A oggi, l’unico modo per prevenire il rigetto d’organi estranei è l’uso di farmaci immunosoppressori che riducono la normale risposta immunitaria contro le cellule “non-self”. I trattamenti di uso comune comprendono la somministrazione di varie combinazioni di farmaci che devono essere assunti ogni giorno per tutta la vita del paziente. Lo schema terapeutico comprende la ciclosporina o il tacrolimo, l’azatioprina o il micofenolato mofetile e i corticosteroidi. “Ma queste sostanze possono provocare danni al sistema renale, al sistema nervoso periferico e aumenti della pressione ematica, con enormi disagi per la qualità della vita del paziente e con pericolo della sua stessa vita”, è stato ricordato a Montreal.

“Sebbene siano stati fatti molti progressi nel rendere i trapianti procedimenti di routine e nel conseguire trattamenti efficaci delle malattie renali, dell’insufficienza epatica e dell’insufficienza cardiaca, i pazienti spesso devono sopportare il peso di difficili e spesso serie complicazioni correlate alle terapie antirigetto esistenti”, ha detto Barry D. Kahan, ricercatore capo dell’Health Science Center della University of Texas di Houston.

Favorire la tolleranza

Le case farmaceutiche stanno cercando di ridurre al massimo i pesanti inconvenienti. Un esempio è costituito dalla realizzazione di nuovo farmaco (costituito da sirolimus e rapamicina) che agisce bloccando la proliferazione delle cellule T, componenti della risposta immunitaria. In uno studio clinico presentato a Montreal e condotto in 40 centri statunitensi, su 700 trapiantati di rene si è osservato il rigetto nel 2 per cento dei pazienti trattati contro il 6 per cento di pazienti del gruppo di controllo che ha subito la perdita dell’innesto. Ma molte altre sono le soluzioni che si stanno cercando per superare quello che è considerato il principale ostacolo ai successi della trapiantologia. “Il rigetto sarà sempre meno un problema”, afferma fiducioso Raffaello Cortesini, direttore del Centro Trapianti d’Organo dell’Università la Sapienza di Roma. “Si stanno sempre più sviluppando nuove metodiche di induzione della tolleranza fondate sul blocco a livello molecolare dei meccanismi del rigetto. Nel nostro Centro in collaborazione con altri laboratori di ricerca internazionale si sta mettendo a punto, per esempio, un vero e proprio vaccino “Dna-ricombinante anti-rigetto”.
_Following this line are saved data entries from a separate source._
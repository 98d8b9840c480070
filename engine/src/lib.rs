use rand::{Rng, SeedableRng};
use rand_chacha::ChaCha8Rng;

pub mod api;
pub mod combat;
pub mod content;
pub mod luck;
pub mod modifiers;
pub mod player;
pub mod roster;
pub mod session;

pub use combat::{attack_enemy, command_attack, escape, AttackOutcome, CombatError};
pub use luck::{test_luck, LuckContext, LuckOutcome};
pub use modifiers::{damage_profile, DamageProfile, EnemyModifiers, BASE_DAMAGE};
pub use player::{Player, PlayerModifiers, Potion, StatsBlock};
pub use roster::{Enemy, EnemyId, EnemySpec, Roster};
pub use session::Session;

pub struct Dice { rng: ChaCha8Rng }

impl Dice {
    pub fn from_seed(seed: u64) -> Self {
        Self { rng: ChaCha8Rng::seed_from_u64(seed) }
    }

    pub fn from_entropy() -> Self {
        Self { rng: ChaCha8Rng::from_entropy() }
    }

    pub fn d6(&mut self) -> i32 {
        self.rng.gen_range(1..=6)
    }

    /// Sum of `count` six-sided dice. `count = 2` for Luck tests and
    /// opposed combat rolls, `count = 1` for stat rolls.
    pub fn roll(&mut self, count: u32) -> i32 {
        (0..count).map(|_| self.d6()).sum()
    }

    /// Roll `count` dice with `sides` faces, keeping the individual draws
    /// so the caller can display the breakdown.
    pub fn roll_custom(&mut self, count: u32, sides: u32) -> RollBreakdown {
        let sides = sides.max(1) as i32;
        let rolls: Vec<i32> = (0..count).map(|_| self.rng.gen_range(1..=sides)).collect();
        RollBreakdown { total: rolls.iter().sum(), rolls }
    }
}

#[derive(Debug, Clone, PartialEq, Eq)]
pub struct RollBreakdown {
    pub total: i32,
    pub rolls: Vec<i32>,
}

/// Saturating clamp. Unlike `i32::clamp` this never panics on inverted
/// bounds; the lower bound wins.
pub fn clamp(value: i32, min: i32, max: i32) -> i32 {
    value.min(max).max(min)
}

/// Severity channel for log lines handed to the host UI.
#[derive(Copy, Clone, Debug, PartialEq, Eq)]
pub enum Tone {
    Info,
    Action,
    Success,
    Warning,
    Danger,
}

impl Tone {
    pub fn label(self) -> &'static str {
        match self {
            Tone::Info => "info",
            Tone::Action => "action",
            Tone::Success => "success",
            Tone::Warning => "warning",
            Tone::Danger => "danger",
        }
    }
}

/// Install a plain fmt subscriber for `tracing` diagnostics. Safe to call
/// more than once; later calls are no-ops.
pub fn init_tracing() {
    let _ = tracing_subscriber::fmt()
        .with_target(false)
        .with_max_level(tracing::Level::DEBUG)
        .try_init();
}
Xenotrapianti e il futuro delle terapie

Nei prossimi anni si passerà dal trapianto di organi a quello di cellule fino ad arrivare al trapianto di geni, che inseriti nel corredo genico di specifiche cellule le renderanno capaci di attività antineoplastica, antivirale o anti-rigetto. “I trapianti diventeranno una vera e propria biotecnologia di ampio respiro e molteplici applicazioni”, sostiene ancora Cortesini. “L’ultimo scenario è costituito dal trapianto di organi da animali geneticamente modificati per renderli più compatibili con il sistema immunitario dell’uomo. Gli animali transgenici di cui il nostro Centro è un tenace assertore e a cui dedica grande impegno organizzativo e di ricerca sono certo una prospettiva ancora lontana, ma di enorme interesse. Con l’aiuto di tutti, sono convinto, potremo fare molto di più”.